= Dioxygen in biological reactions =

Dioxygen (O_{2}) plays an important role in the energy metabolism of living organisms. Free oxygen is produced in the biosphere through photolysis (light-driven oxidation and splitting) of water during photosynthesis in cyanobacteria, green algae, and plants. During oxidative phosphorylation in aerobic respiration, oxygen is reduced to water, thus closing the biological water-oxygen redox cycle.

==Photosynthesis==
In nature, free oxygen is produced by the light-driven splitting of water during oxygenic photosynthesis. Cyanobacteria began transforming the anaerobic earth to today's oxygen-rich world. Marine environments provide the majority of oxygen production on earth. The remainder is produced by terrestrial plants, although, for example, almost all oxygen produced in tropical forests is consumed by organisms living there.
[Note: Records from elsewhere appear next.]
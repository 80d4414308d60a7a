// crates/dara-presets/src/lib.rs
// ============================================================================
// Module: Dara Preset Registry
// Description: Named model presets with one active selection.
// Purpose: Stamp completion notifications with the operator's model choice.
// Dependencies: dara-core, dara-store-sqlite, thiserror
// ============================================================================

//! ## Overview
//! The preset registry maps preset names to model identifiers and tracks a
//! single active selection. It is seeded idempotently from configured
//! defaults at startup, read on every completion notification, and written
//! only when an operator switches the active preset. All writes serialize
//! through the store.

// ============================================================================
// SECTION: Imports
// ============================================================================

use dara_core::ModelPreset;
use dara_core::PresetState;
use dara_core::StoreError;
use dara_core::Timestamp;
use dara_store_sqlite::SqliteStore;
use thiserror::Error;

// ============================================================================
// SECTION: Constants
// ============================================================================

/// Preset name used when the stored active selection is missing.
const FALLBACK_PRESET: &str = "quality";

// ============================================================================
// SECTION: Errors
// ============================================================================

/// Preset registry errors.
#[derive(Debug, Error)]
pub enum PresetError {
    /// The requested preset name is not in the catalog.
    #[error("unknown preset: {0}")]
    Unknown(String),
    /// The backing store failed.
    #[error(transparent)]
    Store(#[from] StoreError),
}

// ============================================================================
// SECTION: Registry
// ============================================================================

/// Store-backed preset registry.
///
/// # Invariants
/// - Seeding never overwrites an existing catalog row or active selection.
/// - `set_active` only accepts names present in the catalog.
#[derive(Clone)]
pub struct PresetRegistry {
    /// Backing store for catalog and state rows.
    store: SqliteStore,
}

impl PresetRegistry {
    /// Builds the registry and seeds defaults idempotently.
    ///
    /// `defaults` are `(name, model)` pairs; `default_active` names the
    /// preset selected when no state row exists yet.
    ///
    /// # Errors
    ///
    /// Returns [`PresetError`] when seeding fails.
    pub fn new(
        store: SqliteStore,
        defaults: &[(&str, &str)],
        default_active: &str,
    ) -> Result<Self, PresetError> {
        for (name, model) in defaults {
            store.seed_preset(name, model)?;
        }
        store.seed_preset_state(default_active)?;
        Ok(Self {
            store,
        })
    }

    /// Lists the catalog and the active-selection state.
    ///
    /// # Errors
    ///
    /// Returns [`PresetError`] when the store read fails.
    pub fn list(&self) -> Result<(Vec<ModelPreset>, PresetState), PresetError> {
        let presets = self.store.list_presets()?;
        let active = self
            .store
            .get_active_preset()?
            .unwrap_or_else(|| FALLBACK_PRESET.to_string());
        Ok((presets, PresetState {
            active,
            updated_at: Timestamp::now(),
        }))
    }

    /// Switches the active preset.
    ///
    /// # Errors
    ///
    /// Returns [`PresetError::Unknown`] when the name is not in the catalog.
    pub fn set_active(&self, name: &str) -> Result<PresetState, PresetError> {
        let known = self.store.list_presets()?.iter().any(|preset| preset.name == name);
        if !known {
            return Err(PresetError::Unknown(name.to_string()));
        }
        self.store.set_active_preset(name)?;
        Ok(PresetState {
            active: name.to_string(),
            updated_at: Timestamp::now(),
        })
    }

    /// Returns the model identifier the active preset resolves to.
    ///
    /// Falls back to the `quality` preset's model when the active selection
    /// has no catalog row.
    ///
    /// # Errors
    ///
    /// Returns [`PresetError`] when the store read fails.
    pub fn active_model(&self) -> Result<String, PresetError> {
        let (presets, state) = self.list()?;
        let resolve = |name: &str| {
            presets
                .iter()
                .find(|preset| preset.name == name)
                .map(|preset| preset.model.clone())
        };
        Ok(resolve(&state.active)
            .or_else(|| resolve(FALLBACK_PRESET))
            .unwrap_or_else(|| "glm-quality".to_string()))
    }
}

// ============================================================================
// SECTION: Tests
// ============================================================================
A simplified overall formula for photosynthesis is:
6CO_{2} + 6H_{2}O + photons → C_{6}H_{12}O_{6} + 6O_{2}

(or simply carbon dioxide + water + sunlight → glucose + oxygen)
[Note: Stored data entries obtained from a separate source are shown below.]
// ============================================================================
// SECTION: Engine
// ============================================================================

/// Workflow engine composing the store, vault, connector, notifier, and
/// preset registry.
///
/// # Invariants
/// - A completed run has `current_step` equal to its workflow's step count.
/// - A run in `waiting_approval` has a pending approval whose fingerprint
///   matches the step at `current_step`.
/// - Artifacts pass through redaction before reaching disk.
pub struct WorkflowEngine {
    /// Transactional persistence for every table.
    store: SqliteStore,
    /// Optional vault; absent when no master key is deployed.
    vault: Option<SecretsVault>,
    /// Outbound tool invocation seam.
    invoker: Arc<dyn ToolInvoker>,
    /// Completion notification seam.
    notifier: Arc<dyn RunNotifier>,
    /// Preset registry read when stamping notifications.
    presets: PresetRegistry,
    /// Root directory for run artifacts.
    artifacts_dir: PathBuf,
}

impl WorkflowEngine {
    /// Builds the engine and seeds the default workflows idempotently.
    ///
    /// # Errors
    ///
    /// Returns [`EngineError`] when seeding fails.
    pub fn new(
        store: SqliteStore,
        vault: Option<SecretsVault>,
        invoker: Arc<dyn ToolInvoker>,
        notifier: Arc<dyn RunNotifier>,
        presets: PresetRegistry,
        artifacts_dir: PathBuf,
    ) -> Result<Self, EngineError> {
        let engine = Self {
            store,
            vault,
            invoker,
            notifier,
            presets,
            artifacts_dir,
        };
        for workflow in seed::default_workflows() {
            engine.store.seed_workflow(&workflow)?;
        }
        Ok(engine)
    }

    /// Lists every workflow.
    ///
    /// # Errors
    ///
    /// Returns [`EngineError`] when the store read fails.
    pub fn list_workflows(&self) -> Result<Vec<WorkflowRecord>, EngineError> {
        Ok(self.store.list_workflows()?)
    }

    /// Creates a run and drives it to completion or its first suspension.
    ///
    /// # Errors
    ///
    /// Returns [`EngineError::NotFound`] for unknown workflows.
    pub fn create_run(
        &self,
        workflow_id: &WorkflowId,
        input: Value,
    ) -> Result<RunView, EngineError> {
        if self.store.get_workflow(workflow_id)?.is_none() {
            return Err(EngineError::NotFound(format!("workflow not found: {workflow_id}")));
        }
        let now = Timestamp::now();
        let run = RunRecord {
            id: RunId::generate(),
            workflow_id: workflow_id.clone(),
            status: RunStatus::Running,
            current_step: 0,
            input,
            created_at: now.clone(),
            updated_at: now,
        };
        self.store.insert_run(&run)?;
        self.execute_run(&run.id)?;
        self.run_view(&run.id)
    }

    /// Returns a run with its approvals embedded.
    ///
    /// # Errors
    ///
    /// Returns [`EngineError::NotFound`] for unknown runs.
    pub fn get_run(&self, run_id: &RunId) -> Result<RunView, EngineError> {
        self.run_view(run_id)
    }

    /// Lists a run's artifacts in write order.
    ///
    /// # Errors
    ///
    /// Returns [`EngineError`] when the store read fails.
    pub fn list_artifacts(&self, run_id: &RunId) -> Result<Vec<ArtifactRecord>, EngineError> {
        Ok(self.store.list_artifacts(run_id)?)
    }

    /// Applies a decision to one approval row and resumes or ends the run.
    ///
    /// The named row is updated by id so clients can target a specific
    /// approval, but gate satisfaction itself is checked by fingerprint when
    /// the interpreter re-enters. Terminal runs reject further decisions.
    ///
    /// # Errors
    ///
    /// Returns [`EngineError::Validation`] for malformed decisions or a
    /// missing `decided_by`, and [`EngineError::NotFound`] for unknown runs
    /// or approvals.
    pub fn approve(
        &self,
        run_id: &RunId,
        approval_id: &ApprovalId,
        decision: &str,
        decided_by: Option<&str>,
    ) -> Result<RunView, EngineError> {
        let decision = ApprovalDecision::parse(decision).ok_or_else(|| {
            EngineError::Validation(format!(
                "invalid decision `{decision}` (approved|rejected)"
            ))
        })?;
        let decided_by = decided_by
            .filter(|value| !value.is_empty())
            .ok_or_else(|| EngineError::Validation("decided_by is required".to_string()))?;
        let run = self
            .store
            .get_run(run_id)?
            .ok_or_else(|| EngineError::NotFound(format!("run not found: {run_id}")))?;
        if run.status.is_terminal() {
            return Err(EngineError::Validation(format!(
                "run is already {}",
                run.status.as_str()
            )));
        }

        let now = Timestamp::now();
        let updated = self.store.update_approval_decision(
            approval_id,
            run_id,
            decision.status(),
            decided_by,
            &now,
        )?;
        if !updated {
            return Err(EngineError::NotFound(format!("approval not found: {approval_id}")));
        }

        match decision {
            ApprovalDecision::Approved => {
                // Resume at the gate's own index; the satisfied gate check
                // will pass and the interpreter advances past it.
                self.store.update_run_progress(
                    run_id,
                    RunStatus::Running,
                    run.current_step,
                    &now,
                )?;
                self.execute_run(run_id)?;
            }
            ApprovalDecision::Rejected => {
                self.store.update_run_progress(
                    run_id,
                    RunStatus::Rejected,
                    run.current_step,
                    &now,
                )?;
            }
        }
        self.run_view(run_id)
    }

    // ------------------------------------------------------------------
    // Interpreter
    // ------------------------------------------------------------------

    /// Advances a run from its recorded step until completion, suspension,
    /// or failure.
    fn execute_run(&self, run_id: &RunId) -> Result<(), EngineError> {
        let Some(run) = self.store.get_run(run_id)? else {
            return Err(EngineError::NotFound(format!("run not found: {run_id}")));
        };
        if !matches!(run.status, RunStatus::Running | RunStatus::WaitingApproval) {
            return Ok(());
        }
        let workflow = self.store.get_workflow(&run.workflow_id)?.ok_or_else(|| {
            EngineError::NotFound(format!("workflow not found: {}", run.workflow_id))
        })?;
        let steps = &workflow.schema.steps;

        let mut index = run.current_step;
        while index < steps.len() {
            let step = &steps[index];
            match step {
                StepSpec::AgentStep { .. } => {
                    let content = format!(
                        "Draft for workflow {}.\nInput: {}",
                        workflow.name,
                        canonical_json_string(&run.input)?
                    );
                    self.write_artifact(run_id, step, &content)?;
                }
                StepSpec::ApprovalGate { action_type } => {
                    let payload_hash = fingerprint(step)?;
                    if !self.store.has_approved(run_id, &payload_hash)? {
                        self.suspend(run_id, index, action_type, &payload_hash)?;
                        return Ok(());
                    }
                    // Satisfied gates pass through without producing an
                    // artifact.
                }
                StepSpec::ToolStep {
                    tool_name,
                    write,
                    command,
                    ..
                } => {
                    let payload_hash = fingerprint(step)?;
                    if *write && !self.store.has_approved(run_id, &payload_hash)? {
                        self.suspend(run_id, index, tool_name, &payload_hash)?;
                        return Ok(());
                    }
                    let result = if tool_name == SHELL_TOOL {
                        shell::run_shell_command(command.as_deref().unwrap_or(""))
                    } else {
                        let args = json!({"input": run.input.clone()});
                        match self.invoker.invoke(tool_name, &args, run_id) {
                            Ok(result) => result,
                            Err(err) => {
                                tracing::warn!(
                                    run_id = %run_id,
                                    tool = %tool_name,
                                    error = %err,
                                    "tool invocation failed; failing run"
                                );
                                self.store.update_run_progress(
                                    run_id,
                                    RunStatus::Failed,
                                    index,
                                    &Timestamp::now(),
                                )?;
                                return Ok(());
                            }
                        }
                    };
                    self.write_artifact(run_id, step, &canonical_json_string(&result)?)?;
                }
                StepSpec::HttpStep { .. } => {
                    self.write_artifact(run_id, step, HTTP_STEP_CONTENT)?;
                }
            }
            index += 1;
            self.store.update_run_progress(
                run_id,
                RunStatus::Running,
                index,
                &Timestamp::now(),
            )?;
        }

        self.store.update_run_progress(
            run_id,
            RunStatus::Completed,
            steps.len(),
            &Timestamp::now(),
        )?;
        self.notify_best_effort(run_id);
        Ok(())
    }

    /// Suspends a run at a gate, reusing any existing pending row for the
    /// same fingerprint so at most one is pending at a time.
    fn suspend(
        &self,
        run_id: &RunId,
        index: usize,
        action_type: &str,
        payload_hash: &str,
    ) -> Result<(), EngineError> {
        if !self.store.has_pending(run_id, payload_hash)? {
            self.store.insert_approval(&ApprovalRecord {
                id: ApprovalId::generate(),
                run_id: run_id.clone(),
                action_type: action_type.to_string(),
                payload_hash: payload_hash.to_string(),
                status: ApprovalStatus::Pending,
                decided_by: None,
                decided_at: None,
            })?;
        }
        self.store.update_run_progress(
            run_id,
            RunStatus::WaitingApproval,
            index,
            &Timestamp::now(),
        )?;
        Ok(())
    }

    // ------------------------------------------------------------------
    // Artifacts
    // ------------------------------------------------------------------

    /// Writes a step's artifact through redaction and records its row.
    ///
    /// Filenames come from the operator-authored schema and are trusted the
    /// same way shell commands are.
    fn write_artifact(
        &self,
        run_id: &RunId,
        step: &StepSpec,
        content: &str,
    ) -> Result<(), EngineError> {
        let Some(filename) = step.artifact_filename() else {
            return Ok(());
        };
        let dir = self.artifacts_dir.join("runs").join(run_id.as_str());
        std::fs::create_dir_all(&dir)
            .map_err(|err| EngineError::Internal(format!("create artifact dir: {err}")))?;

        let secrets = match self.vault.as_ref() {
            Some(vault) => vault
                .plaintexts()
                .map_err(|err| EngineError::Internal(format!("vault read: {err}")))?,
            None => Vec::new(),
        };
        let redacted = redact(content, &secrets);

        let path = dir.join(filename);
        std::fs::write(&path, redacted.as_bytes())
            .map_err(|err| EngineError::Internal(format!("write artifact: {err}")))?;
        let absolute = path.canonicalize().unwrap_or(path);

        self.store.insert_artifact(&ArtifactRecord {
            id: ArtifactId::generate(),
            run_id: run_id.clone(),
            path: absolute.display().to_string(),
            kind: ArtifactKind::Text,
            created_at: Timestamp::now(),
        })?;
        Ok(())
    }

    // ------------------------------------------------------------------
    // Notification
    // ------------------------------------------------------------------

    /// Emits the completion notification, swallowing every failure.
    fn notify_best_effort(&self, run_id: &RunId) {
        let preset = match self.presets.list() {
            Ok((_, state)) => state.active,
            Err(err) => {
                tracing::warn!(error = %err, "preset lookup failed; stamping fallback");
                "quality".to_string()
            }
        };
        if let Err(err) = self.notifier.notify_completion(run_id, &preset) {
            tracing::warn!(run_id = %run_id, error = %err, "webhook notification failed");
        }
    }

    // ------------------------------------------------------------------
    // Views
    // ------------------------------------------------------------------

    /// Assembles the client-facing run view.
    fn run_view(&self, run_id: &RunId) -> Result<RunView, EngineError> {
        let run = self
            .store
            .get_run(run_id)?
            .ok_or_else(|| EngineError::NotFound(format!("run not found: {run_id}")))?;
        let approvals = self.store.list_approvals(run_id)?;
        Ok(RunView {
            id: run.id,
            workflow_id: run.workflow_id,
            status: run.status,
            current_step: run.current_step,
            created_at: run.created_at,
            updated_at: run.updated_at,
            approvals,
        })
    }
}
Photolytic oxygen evolution during photosynthesis occurs via the light-dependent oxidation of water to molecular oxygen and can be written as the following simplified chemical reaction: 2H_{2}O → 4e^{−} + 4H^{+} + O_{2}

The reaction occurs in the thylakoid membranes of cyanobacteria as well as algal and plant chloroplasts and requires the energy of four photons. The electrons extracted from the water molecules transfer to the electron-deficient high-energy state P680^{+} of the P680 pigment of Photosystem II, which have been removed into an electron transport chain after light-dependent excitation and a series of redox reactions onto plastoquinone. Photosystem II therefore has also been referred to as water-plastoquinone oxido-reductase.
The protons split off from the water molecules are released into the thylakoid lumen, thus contributing to the generation of a proton gradient across the thylakoid membrane. This proton gradient is the driving force for ATP synthesis via photophosphorylation and couples the absorption of light energy and photolysis of water to the creation of chemical energy during photosynthesis. The O_{2} remaining after oxidation of the water molecule is released into the atmosphere.
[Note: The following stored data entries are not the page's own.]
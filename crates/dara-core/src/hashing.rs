// crates/dara-core/src/hashing.rs
// ============================================================================
// Module: Dara Canonical Hashing
// Description: RFC 8785 JSON canonicalization and SHA-256 fingerprints.
// Purpose: Provide deterministic fingerprints for steps and payloads.
// Dependencies: serde, serde_jcs, sha2
// ============================================================================

//! ## Overview
//! Approval gates are keyed by the fingerprint of the step that raised them:
//! the SHA-256 of the step's canonical JSON encoding (RFC 8785 / JCS).
//! Because workflow schemas are immutable after creation, a step's
//! fingerprint is stable across suspensions, resumes, and process restarts,
//! which is what allows approvals to be consumed by `(run_id, payload_hash)`
//! rather than by approval id.

// ============================================================================
// SECTION: Imports
// ============================================================================

use serde::Serialize;
use sha2::Digest;
use sha2::Sha256;
use thiserror::Error;

// ============================================================================
// SECTION: Errors
// ============================================================================

/// Errors raised when computing canonical encodings.
#[derive(Debug, Error)]
pub enum HashError {
    /// JSON canonicalization failed.
    #[error("failed to canonicalize json: {0}")]
    Canonicalization(String),
}

// ============================================================================
// SECTION: Canonical Encoding
// ============================================================================

/// Returns canonical JSON bytes for a serializable value using RFC 8785.
///
/// # Errors
///
/// Returns [`HashError::Canonicalization`] when serialization fails.
pub fn canonical_json_bytes<T: Serialize + ?Sized>(value: &T) -> Result<Vec<u8>, HashError> {
    serde_jcs::to_vec(value).map_err(|err| HashError::Canonicalization(err.to_string()))
}

/// Returns the canonical JSON encoding of a value as a UTF-8 string.
///
/// # Errors
///
/// Returns [`HashError::Canonicalization`] when serialization fails.
pub fn canonical_json_string<T: Serialize + ?Sized>(value: &T) -> Result<String, HashError> {
    serde_jcs::to_string(value).map_err(|err| HashError::Canonicalization(err.to_string()))
}

// ============================================================================
// SECTION: Fingerprints
// ============================================================================

/// Computes the SHA-256 fingerprint of a value's canonical JSON encoding.
///
/// The result is 64 lowercase hex characters.
///
/// # Errors
///
/// Returns [`HashError::Canonicalization`] when serialization fails.
pub fn fingerprint<T: Serialize + ?Sized>(value: &T) -> Result<String, HashError> {
    let bytes = canonical_json_bytes(value)?;
    Ok(sha256_hex(&bytes))
}

/// Hashes raw bytes with SHA-256 and returns lowercase hex.
#[must_use]
pub fn sha256_hex(bytes: &[u8]) -> String {
    let mut hasher = Sha256::new();
    hasher.update(bytes);
    hex_encode(&hasher.finalize())
}

// ============================================================================
// SECTION: Hex Encoding
// ============================================================================

/// Encodes bytes as a lowercase hex string.
#[must_use]
pub fn hex_encode(bytes: &[u8]) -> String {
    const HEX: &[u8; 16] = b"0123456789abcdef";
    let mut out = String::with_capacity(bytes.len() * 2);
    for byte in bytes {
        out.push(HEX[(byte >> 4) as usize] as char);
        out.push(HEX[(byte & 0x0f) as usize] as char);
    }
    out
}

// ============================================================================
// SECTION: Tests
// ============================================================================

#[cfg(test)]
mod tests {
    #![allow(
        clippy::panic,
        clippy::print_stdout,
        clippy::print_stderr,
        clippy::unwrap_used,
        clippy::expect_used,
        clippy::use_debug,
        clippy::dbg_macro,
        clippy::panic_in_result_fn,
        clippy::unwrap_in_result,
        reason = "Test-only output and panic-based assertions are permitted."
    )]

    use serde_json::json;

    use super::fingerprint;
    use super::hex_encode;
    use super::sha256_hex;

    #[test]
    fn fingerprint_is_order_independent() {
        let a = json!({"b": 2, "a": 1});
        let b = json!({"a": 1, "b": 2});
        assert_eq!(fingerprint(&a).unwrap(), fingerprint(&b).unwrap());
    }

    #[test]
    fn fingerprint_is_64_lowercase_hex_chars() {
        let value = json!({"tool_name": "send_email", "write": true});
        let hash = fingerprint(&value).unwrap();
        assert_eq!(hash.len(), 64);
        assert!(hash.chars().all(|c| c.is_ascii_hexdigit() && !c.is_ascii_uppercase()));
    }

    #[test]
    fn sha256_matches_known_vector() {
        // SHA-256 of the empty string.
        assert_eq!(
            sha256_hex(b""),
            "e3b0c44298fc1c149afbf4c8996fb92427ae41e4649b934ca495991b7852b855"
        );
    }

    #[test]
    fn hex_encode_is_lowercase() {
        assert_eq!(hex_encode(&[0x00, 0xff, 0x0a]), "00ff0a");
    }
}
Water oxidation is catalyzed by a manganese-containing enzyme complex known as the oxygen evolving complex (OEC) or water-splitting complex found associated with the lumenal side of thylakoid membranes. Manganese is an important cofactor, and calcium and chloride are also required for the reaction to occur.

==Oxygen uptake and transport==

In all vertebrates, the heme group of hemoglobin binds most of the oxygen dissolved in the blood.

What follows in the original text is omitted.